__TO DO__: The expected answer is all of the entries, written out exactly.

Stored data
//! Requirement output writing.

use std::fs;
use std::io::{self, Write};
use std::path::Path;

use crate::error::Result;

/// Write the newline-joined requirement list to stdout or to `output`.
///
/// Called only after resolution has fully succeeded, so a failed run
/// never leaves a partial output file behind.
pub fn write_requirements(requirements: &[String], output: Option<&Path>) -> Result<()> {
    let mut content = requirements.join("\n");
    if !content.is_empty() {
        content.push('\n');
    }

    match output {
        Some(path) => fs::write(path, content)?,
        None => io::stdout().write_all(content.as_bytes())?,
    }
    Ok(())
}
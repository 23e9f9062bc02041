//! Installed third-party distributions.
//!
//! Maps the origin files of third-party modules back to the installed
//! distribution that owns them and renders distributions as requirement
//! strings.

pub mod index;
pub mod metadata;
pub mod requirement;

pub use index::DistributionIndex;
pub use metadata::{DirectUrl, Distribution, VcsInfo};
pub use requirement::format_requirement;
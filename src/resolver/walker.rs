//! Memoized walk of the import reference graph.
//!
//! The walk is expressed as an explicit worklist stack rather than
//! recursion: pop a module, classify and emit it, and push the resolved
//! references of `Local` modules in reverse so the pop order stays
//! depth-first in declaration order. The visited set guarantees each
//! module's source is analyzed at most once, which both breaks cycles and
//! bounds the walk by the number of distinct reachable modules.

use std::collections::HashSet;
use std::fs;

use tracing::debug;

use crate::error::Result;
use crate::resolver::classify::{Classification, Classifier};
use crate::resolver::imports::extract_imports;
use crate::resolver::module::{ModuleResolver, ResolvedModule};
use crate::resolver::name::expand_prefixes;

/// One emitted walk step: a module and the bucket it landed in.
pub type WalkStep = (Classification, ResolvedModule);

/// Stateful walker for one resolution session.
///
/// The visited set lives exactly as long as the walker; concurrent
/// resolutions must each use their own.
pub struct GraphWalker<'a> {
    resolver: &'a ModuleResolver,
    classifier: &'a Classifier,
    visited: HashSet<String>,
}

impl<'a> GraphWalker<'a> {
    pub fn new(resolver: &'a ModuleResolver, classifier: &'a Classifier) -> Self {
        Self {
            resolver,
            classifier,
            visited: HashSet::new(),
        }
    }

    /// Walk the reference graph from `root`, appending every classified
    /// module to `sink`.
    ///
    /// `Standard` and `ThirdParty` modules are leaves; only `Local`
    /// modules have their source analyzed and their references followed.
    /// Modules without a physical origin are already fully resolved and
    /// are not emitted at all.
    pub fn walk(&mut self, root: ResolvedModule, sink: &mut Vec<WalkStep>) -> Result<()> {
        let mut stack = vec![root];

        while let Some(unit) = stack.pop() {
            if !self.visited.insert(unit.name.clone()) {
                continue;
            }
            let Some(origin) = unit.origin.clone() else {
                continue;
            };

            let classification = self.classifier.classify(&origin);
            sink.push((classification, unit.clone()));
            if classification != Classification::Local {
                continue;
            }

            debug!("Parsing module: {}", unit.name);
            let source = fs::read_to_string(&origin)?;

            let mut discovered = Vec::new();
            for reference in extract_imports(&source, &unit.name)? {
                for prefix in expand_prefixes(&reference) {
                    if self.visited.contains(&prefix) {
                        continue;
                    }
                    if let Some(module) = self.resolver.find_tolerant(&prefix)? {
                        discovered.push(module);
                    }
                }
            }

            // Reversed so the first declared reference is popped first.
            for module in discovered.into_iter().rev() {
                stack.push(module);
            }
        }

        Ok(())
    }
}
//! Command-line interface.
//!
//! Wires the collaborators together for one run: load configuration,
//! discover the Python environment, build the distribution index once,
//! resolve, and write the result.

mod args;
mod report;

pub use args::Cli;
pub use report::write_requirements;

use std::env;
use std::path::PathBuf;

use tracing::debug;

use crate::config::load_config;
use crate::distribution::DistributionIndex;
use crate::environment::PythonEnvironment;
use crate::error::Result;
use crate::resolver::Resolver;

/// Execute a full resolution run for the parsed arguments.
pub fn run(cli: &Cli) -> Result<()> {
    let project_root = cli
        .project
        .clone()
        .unwrap_or_else(|| env::current_dir().unwrap_or_else(|_| PathBuf::from(".")));
    debug!("Project root: {}", project_root.display());

    let config = load_config(&project_root)?;
    let environment = PythonEnvironment::discover(&project_root, &config);
    let index = DistributionIndex::build(&environment.site_packages);

    let resolver = Resolver::new(&environment, &index);
    let requirements = resolver.resolve(&cli.modules)?;

    write_requirements(&requirements, cli.output.as_deref())
}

__ANSWER TO THIS TASK__:
//! Requirement output writing.

use std::fs;
use std::io::{self, Write};
use std::path::Path;

use crate::error::Result;

/// Write the newline-joined requirement list to stdout or to `output`.
///
/// Called only after resolution has fully succeeded, so a failed run
/// never leaves a partial output file behind.
pub fn write_requirements(requirements: &[String], output: Option<&Path>) -> Result<()> {
    let mut content = requirements.join("\n");
    if !content.is_empty() {
        content.push('\n');
    }

    match output {
        Some(path) => fs::write(path, content)?,
        None => io::stdout().write_all(content.as_bytes())?,
    }
    Ok(())
}
repository 23e9f9062bc02041
//! Installed third-party distributions.
//!
//! Maps the origin files of third-party modules back to the installed
//! distribution that owns them and renders distributions as requirement
//! strings.

pub mod index;
pub mod metadata;
pub mod requirement;

pub use index::DistributionIndex;
pub use metadata::{DirectUrl, Distribution, VcsInfo};
pub use requirement::format_requirement;
filename src/resolver/walker.rs
//! Memoized walk of the import reference graph.
//!
//! The walk is expressed as an explicit worklist stack rather than
//! recursion: pop a module, classify and emit it, and push the resolved
//! references of `Local` modules in reverse so the pop order stays
//! depth-first in declaration order. The visited set guarantees each
//! module's source is analyzed at most once, which both breaks cycles and
//! bounds the walk by the number of distinct reachable modules.

use std::collections::HashSet;
use std::fs;

use tracing::debug;

use crate::error::Result;
use crate::resolver::classify::{Classification, Classifier};
use crate::resolver::imports::extract_imports;
use crate::resolver::module::{ModuleResolver, ResolvedModule};
use crate::resolver::name::expand_prefixes;

/// One emitted walk step: a module and the bucket it landed in.
pub type WalkStep = (Classification, ResolvedModule);

/// Stateful walker for one resolution session.
///
/// The visited set lives exactly as long as the walker; concurrent
/// resolutions must each use their own.
pub struct GraphWalker<'a> {
    resolver: &'a ModuleResolver,
    classifier: &'a Classifier,
    visited: HashSet<String>,
}

impl<'a> GraphWalker<'a> {
    pub fn new(resolver: &'a ModuleResolver, classifier: &'a Classifier) -> Self {
        Self {
            resolver,
            classifier,
            visited: HashSet::new(),
        }
    }

    /// Walk the reference graph from `root`, appending every classified
    /// module to `sink`.
    ///
    /// `Standard` and `ThirdParty` modules are leaves; only `Local`
    /// modules have their source analyzed and their references followed.
    /// Modules without a physical origin are already fully resolved and
    /// are not emitted at all.
    pub fn walk(&mut self, root: ResolvedModule, sink: &mut Vec<WalkStep>) -> Result<()> {
        let mut stack = vec![root];

        while let Some(unit) = stack.pop() {
            if !self.visited.insert(unit.name.clone()) {
                continue;
            }
            let Some(origin) = unit.origin.clone() else {
                continue;
            };

            let classification = self.classifier.classify(&origin);
            sink.push((classification, unit.clone()));
            if classification != Classification::Local {
                continue;
            }

            debug!("Parsing module: {}", unit.name);
            let source = fs::read_to_string(&origin)?;

            let mut discovered = Vec::new();
            for reference in extract_imports(&source, &unit.name)? {
                for prefix in expand_prefixes(&reference) {
                    if self.visited.contains(&prefix) {
                        continue;
                    }
                    if let Some(module) = self.resolver.find_tolerant(&prefix)? {
                        discovered.push(module);
                    }
                }
            }

            // Reversed so the first declared reference is popped first.
            for module in discovered.into_iter().rev() {
                stack.push(module);
            }
        }

        Ok(())
    }
}
//! Command-line interface.
//!
//! Wires the collaborators together for one run: load configuration,
//! discover the Python environment, build the distribution index once,
//! resolve, and write the result.

mod args;
mod report;

pub use args::Cli;
pub use report::write_requirements;

use std::env;
use std::path::PathBuf;

use tracing::debug;

use crate::config::load_config;
use crate::distribution::DistributionIndex;
use crate::environment::PythonEnvironment;
use crate::error::Result;
use crate::resolver::Resolver;

/// Execute a full resolution run for the parsed arguments.
pub fn run(cli: &Cli) -> Result<()> {
    let project_root = cli
        .project
        .clone()
        .unwrap_or_else(|| env::current_dir().unwrap_or_else(|_| PathBuf::from(".")));
    debug!("Project root: {}", project_root.display());

    let config = load_config(&project_root)?;
    let environment = PythonEnvironment::discover(&project_root, &config);
    let index = DistributionIndex::build(&environment.site_packages);

    let resolver = Resolver::new(&environment, &index);
    let requirements = resolver.resolve(&cli.modules)?;

    write_requirements(&requirements, cli.output.as_deref())
}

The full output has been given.